- Born: Johannes Wolfgang Zender 22 November 1936 Wiesbaden, Hesse-Nassau, Germany
- Died: 22 October 2019 (aged 82) Meersburg, Baden-Württemberg, Germany
- Education: Hochschule für Musik Frankfurt; Hochschule für Musik Freiburg;
- Occupations: Conductor; Composer; Academic;
- Organizations: Theater Freiburg; Theater Bonn; Opernhaus Kiel; Deutsche Radio Philharmonie Saarbrücken Kaiserslautern; Hamburg State Opera; Musikhochschule Frankfurt;
- Awards: Villa Massimo; Frankfurter Musikpreis; Goethe Prize;

= Hans Zender =

German conductor and composer (1936–2019)

Johannes Wolfgang Zender (22 November 1936 – 22 October 2019) was a German conductor and composer. He was the chief conductor of several opera houses, and his compositions, many of them vocal music, have been performed at international festivals.

As a conductor, he worked at the Theater Freiburg, Theater Bonn, Opernhaus Kiel and Hamburg State Opera, and led the radio orchestra Deutsche Radio Philharmonie Saarbrücken Kaiserslautern. He taught at the Musikhochschule Frankfurt. His opera Stephen Climax premiered in 1986 at the Oper Frankfurt, and his third opera, Chief Joseph, premiered in 2005 at the Staatsoper Unter den Linden.

== Career ==
Born in Wiesbaden, Zender attended the Maifestspiele at age 13, listening to concerts conducted by Carl Schuricht, Karl Böhm and Günter Wand, among others.
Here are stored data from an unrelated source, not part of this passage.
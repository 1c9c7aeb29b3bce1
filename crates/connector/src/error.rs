use thiserror::Error;

/// Failure reaching or parsing an API directory.
#[derive(Debug, Error)]
pub enum SourceError {
    #[error("HTTP request failed: {0}")]
    Http(#[from] reqwest::Error),
    #[error("directory returned status {status}")]
    Status { status: u16 },
    #[error("payload exceeds {limit} bytes")]
    PayloadTooLarge { limit: u64 },
    #[error("malformed directory payload: {0}")]
    Malformed(String),
    #[error("fetch timed out after {0}ms")]
    Timeout(u64),
}

impl From<serde_json::Error> for SourceError {
    fn from(e: serde_json::Error) -> Self {
        Self::Malformed(e.to_string())
    }
}
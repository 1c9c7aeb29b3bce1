//! Status, bootstrap, refresh and catalog browsing/admin handlers.

use std::sync::Arc;

use axum::extract::{Path, Query, State};
use axum::http::StatusCode;
use axum::Json;
use serde::Deserialize;
use serde_json::{json, Value};
use tracing::info;

use crate::startup;
use crate::state::AppState;
use crate::status::{collect, StatusReport};

use super::{error, not_found, ApiError, ErrorResponse};

#[derive(Debug, Deserialize, utoipa::IntoParams)]
#[into_params(parameter_in = Query)]
pub struct SearchQuery {
    /// Case-insensitive substring.
    pub q: Option<String>,
}

pub(crate) fn require_query(query: SearchQuery) -> Result<String, ApiError> {
    query
        .q
        .map(|q| q.trim().to_string())
        .filter(|q| !q.is_empty())
        .ok_or_else(|| error(StatusCode::BAD_REQUEST, "missing query parameter: q"))
}

// ── Status & lifecycle ───────────────────────────────────────────

#[utoipa::path(
    get,
    path = "/status",
    tag = "Catalog",
    responses((status = 200, description = "Initialization flag and catalog stats", body = Object))
)]
pub async fn status(State(state): State<Arc<AppState>>) -> Json<StatusReport> {
    Json(collect(&state).await)
}

#[utoipa::path(
    post,
    path = "/init",
    tag = "Catalog",
    responses((status = 200, description = "Init summary, cached after the first call", body = Object))
)]
pub async fn init(State(state): State<Arc<AppState>>) -> Json<startup::InitSummary> {
    Json(startup::initialize(&state).await)
}

#[utoipa::path(
    post,
    path = "/refresh",
    tag = "Catalog",
    responses((status = 200, description = "Remote refresh outcome with net-new API count", body = Object))
)]
pub async fn refresh(State(state): State<Arc<AppState>>) -> Json<startup::RefreshSummary> {
    Json(startup::refresh(&state).await)
}

// ── APIs ─────────────────────────────────────────────────────────

#[utoipa::path(
    get,
    path = "/apis",
    tag = "Catalog",
    responses((status = 200, description = "Every catalog entry", body = Object))
)]
pub async fn apis_list(State(state): State<Arc<AppState>>) -> Json<Value> {
    let apis = state.store.get_all_apis();
    Json(json!({ "count": apis.len(), "apis": apis }))
}

#[utoipa::path(
    get,
    path = "/apis/search",
    tag = "Catalog",
    params(SearchQuery),
    responses(
        (status = 200, description = "Entries matching name, description or category", body = Object),
        (status = 400, description = "Missing q", body = ErrorResponse)
    )
)]
pub async fn apis_search(
    State(state): State<Arc<AppState>>,
    Query(query): Query<SearchQuery>,
) -> Result<Json<Value>, ApiError> {
    let q = require_query(query)?;
    let apis = state.store.search(&q);
    Ok(Json(json!({ "query": q, "count": apis.len(), "apis": apis })))
}

#[utoipa::path(
    get,
    path = "/apis/category/{category}",
    tag = "Catalog",
    params(("category" = String, Path, description = "Category name, case-insensitive")),
    responses((status = 200, description = "Entries in the category", body = Object))
)]
pub async fn apis_by_category(
    State(state): State<Arc<AppState>>,
    Path(category): Path<String>,
) -> Json<Value> {
    let apis = state.store.by_category(&category);
    Json(json!({ "category": category, "count": apis.len(), "apis": apis }))
}

#[utoipa::path(
    delete,
    path = "/apis/{id}",
    tag = "Catalog",
    params(("id" = String, Path, description = "API name or normalized id")),
    responses(
        (status = 200, description = "Removed entry", body = Object),
        (status = 404, description = "Unknown API", body = ErrorResponse)
    )
)]
pub async fn apis_delete(
    State(state): State<Arc<AppState>>,
    Path(id): Path<String>,
) -> Result<Json<Value>, ApiError> {
    let removed = state.store.remove_api(&id).ok_or_else(|| not_found("api", &id))?;
    // Flows are regenerated so none keeps a key into the removed entry.
    let flows = state.composer.generate_auto_flows();
    Ok(Json(json!({ "removed": removed.name, "flows": flows.len() })))
}

#[utoipa::path(
    delete,
    path = "/apis",
    tag = "Catalog",
    responses((status = 200, description = "Catalog cleared", body = Object))
)]
pub async fn apis_clear(State(state): State<Arc<AppState>>) -> Json<Value> {
    let removed = startup::reset(&state).await;
    info!(removed, "catalog cleared by admin");
    Json(json!({ "removed": removed }))
}

#[utoipa::path(
    post,
    path = "/apis/health-check",
    tag = "Catalog",
    responses((status = 200, description = "Probe counts by health status", body = Object))
)]
pub async fn apis_health_check(State(state): State<Arc<AppState>>) -> Json<apiloom_ingest::HealthReport> {
    Json(state.health.check_all(&state.store).await)
}

// ── Sources ──────────────────────────────────────────────────────

#[utoipa::path(
    get,
    path = "/sources",
    tag = "Catalog",
    responses((status = 200, description = "Registered directory sources", body = Object))
)]
pub async fn sources_list(State(state): State<Arc<AppState>>) -> Json<Value> {
    let sources = state.store.get_all_sources();
    Json(json!({ "count": sources.len(), "sources": sources }))
}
He took piano lessons and learned to play the organ. From 1949, he went each year to the Darmstädter Ferienkurse, where he got to know trends in new music by Karlheinz Stockhausen, Olivier Messiaen and John Cage. He studied piano, conducting, and composition (the latter with Wolfgang Fortner) at the Hochschule für Musik Frankfurt and the Hochschule für Musik Freiburg from 1956 to 1959. He was trained as a concert pianist by Edith Picht-Axenfeld.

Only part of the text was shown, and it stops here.